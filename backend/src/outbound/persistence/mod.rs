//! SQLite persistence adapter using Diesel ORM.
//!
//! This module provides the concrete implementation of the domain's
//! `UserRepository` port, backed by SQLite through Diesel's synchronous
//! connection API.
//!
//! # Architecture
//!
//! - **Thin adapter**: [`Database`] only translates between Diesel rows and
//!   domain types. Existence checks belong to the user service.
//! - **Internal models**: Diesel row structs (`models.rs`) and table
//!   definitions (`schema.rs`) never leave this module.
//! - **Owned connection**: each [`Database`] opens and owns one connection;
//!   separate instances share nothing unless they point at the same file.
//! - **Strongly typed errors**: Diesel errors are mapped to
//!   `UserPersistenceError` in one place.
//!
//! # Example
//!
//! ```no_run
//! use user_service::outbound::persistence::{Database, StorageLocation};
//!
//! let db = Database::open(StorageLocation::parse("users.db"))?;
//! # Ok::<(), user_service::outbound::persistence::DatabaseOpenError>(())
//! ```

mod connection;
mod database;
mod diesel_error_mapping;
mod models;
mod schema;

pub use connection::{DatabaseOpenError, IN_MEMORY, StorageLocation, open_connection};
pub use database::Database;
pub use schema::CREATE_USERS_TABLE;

• • • • •

AIM OF THE TASK: What's needed is every entry, returned word for word.

REPLY:
filename backend/src/outbound/persistence/mod.rs
//! SQLite persistence adapter using Diesel ORM.
//!
//! This module provides the concrete implementation of the domain's
//! `UserRepository` port, backed by SQLite through Diesel's synchronous
//! connection API.
//!
//! # Architecture
//!
//! - **Thin adapter**: [`Database`] only translates between Diesel rows and
//!   domain types. Existence checks belong to the user service.
//! - **Internal models**: Diesel row structs (`models.rs`) and table
//!   definitions (`schema.rs`) never leave this module.
//! - **Owned connection**: each [`Database`] opens and owns one connection;
//!   separate instances share nothing unless they point at the same file.
//! - **Strongly typed errors**: Diesel errors are mapped to
//!   `UserPersistenceError` in one place.
//!
//! # Example
//!
//! ```no_run
//! use user_service::outbound::persistence::{Database, StorageLocation};
//!
//! let db = Database::open(StorageLocation::parse("users.db"))?;
//! # Ok::<(), user_service::outbound::persistence::DatabaseOpenError>(())
//! ```

mod connection;
mod database;
mod diesel_error_mapping;
mod models;
mod schema;

pub use connection::{DatabaseOpenError, IN_MEMORY, StorageLocation, open_connection};
pub use database::Database;
pub use schema::CREATE_USERS_TABLE;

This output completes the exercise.